Weekend Roundup for 16 October
Includes bulbous cupola, the return of Cock, and wine for breakfast
🌜 The Night Tube is coming back... Sort of. Sadiq announced on Thursday that the Central and Victoria lines will get a 24-hour weekend service again from 27 November. TfL have also said that the Jubilee, Northern and Piccadilly lines will run Night Tube services “as soon as practicable”.
🚗 Following the publication of City Hall data, which showed that “BAME Londoners and those in poorer areas were more likely to suffer the effects of poor air quality” the Centre for London think tank has told the mayor and TfL that the Ultra-Low Emission Zone expansion (which comes into effect later this month) isn’t enough. They want London to “adopt a pay-per-mile road user charging scheme which would deliver cleaner air, increase walking and cycling, and reduce congestion, as well as provide a substantial income stream to help plug TfL’s finances.”

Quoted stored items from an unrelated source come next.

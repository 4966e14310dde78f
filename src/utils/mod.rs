//! Validation helpers for callers of the transform.

pub mod email;
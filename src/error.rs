use serde_json::{Value, json};
use thiserror::Error;

/// Crate-level error type.
///
/// Carries a human-readable message plus structured details for machine
/// consumers (the CLI's JSON output). The tracking transform itself never
/// fails; errors come from the validation surfaces around it.
#[derive(Debug, Error)]
pub enum AppError {
    #[error("{message}")]
    Validation { message: String, details: Value },
    #[error("{message}")]
    Config { message: String, details: Value },
}

impl AppError {
    pub fn bad_request(message: impl Into<String>, details: Value) -> Self {
        Self::Validation {
            message: message.into(),
            details,
        }
    }

    pub fn config(message: impl Into<String>, details: Value) -> Self {
        Self::Config {
            message: message.into(),
            details,
        }
    }

    /// Stable machine-readable error code.
    pub fn code(&self) -> &'static str {
        match self {
            AppError::Validation { .. } => "validation_error",
            AppError::Config { .. } => "config_error",
        }
    }

    pub fn details(&self) -> &Value {
        match self {
            AppError::Validation { details, .. } | AppError::Config { details, .. } => details,
        }
    }

    /// Renders the error as a structured JSON body.
    pub fn to_json(&self) -> Value {
        json!({
            "error": {
                "code": self.code(),
                "message": self.to_string(),
                "details": self.details(),
            }
        })
    }
}
//! Core value types for the tracking transform.

pub mod entities;
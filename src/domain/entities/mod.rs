//! Value types exchanged with the transform.
//!
//! All of these live for a single [`generate`] invocation; nothing here has
//! persistent identity or survives the call.
//!
//! [`generate`]: crate::tracking::transform::TrackingTransform::generate

mod tracked_link;
mod tracking_request;
mod tracking_result;

pub use tracked_link::TrackedLink;
pub use tracking_request::TrackingRequest;
pub use tracking_result::TrackingResult;
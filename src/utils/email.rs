//! Recipient and send-input validation.
//!
//! The transform itself accepts any strings; these checks belong at the
//! boundary where recipient data enters the system (CLI arguments, upload
//! rows, form submissions).

use crate::error::AppError;
use serde_json::json;
use validator::ValidateEmail;

/// Minimum accepted body length in characters.
const MIN_BODY_LENGTH: usize = 10;

/// Validates a recipient email address.
///
/// # Errors
///
/// Returns [`AppError::Validation`] if the address is empty or not a
/// syntactically valid email.
pub fn validate_recipient(email: &str) -> Result<(), AppError> {
    let trimmed = email.trim();

    if trimmed.is_empty() {
        return Err(AppError::bad_request("Recipient email is required", json!({})));
    }

    if !trimmed.validate_email() {
        return Err(AppError::bad_request(
            "Recipient email is not a valid address",
            json!({ "email": trimmed }),
        ));
    }

    Ok(())
}

/// Validates the recipient/body pair of a send request.
///
/// # Errors
///
/// Returns [`AppError::Validation`] if the recipient fails
/// [`validate_recipient`], or the body is empty or shorter than 10
/// characters.
pub fn validate_send_input(email: &str, body: &str) -> Result<(), AppError> {
    validate_recipient(email)?;

    let trimmed = body.trim();

    if trimmed.is_empty() {
        return Err(AppError::bad_request("Email body is required", json!({})));
    }

    if trimmed.chars().count() < MIN_BODY_LENGTH {
        return Err(AppError::bad_request(
            "Email body must be at least 10 characters",
            json!({ "provided_length": trimmed.chars().count() }),
        ));
    }

    Ok(())
}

⛽ Before people drive anywhere they’ll need to get some petrol. A tenth of fuel stations in London and the southeast are still dry according to the Petrol Retailers Association, and station storage tanks “were an average of just 27 per cent full in London” as of the end of last week.
🎆 There’ll be no New Year’s Eve fireworks display again this year. Sadiq has called off the riverside display for the second year running because of “uncertainties caused by Covid”. There will still be a celebration in Trafalgar Square apparently, but no details yet on what that might involve.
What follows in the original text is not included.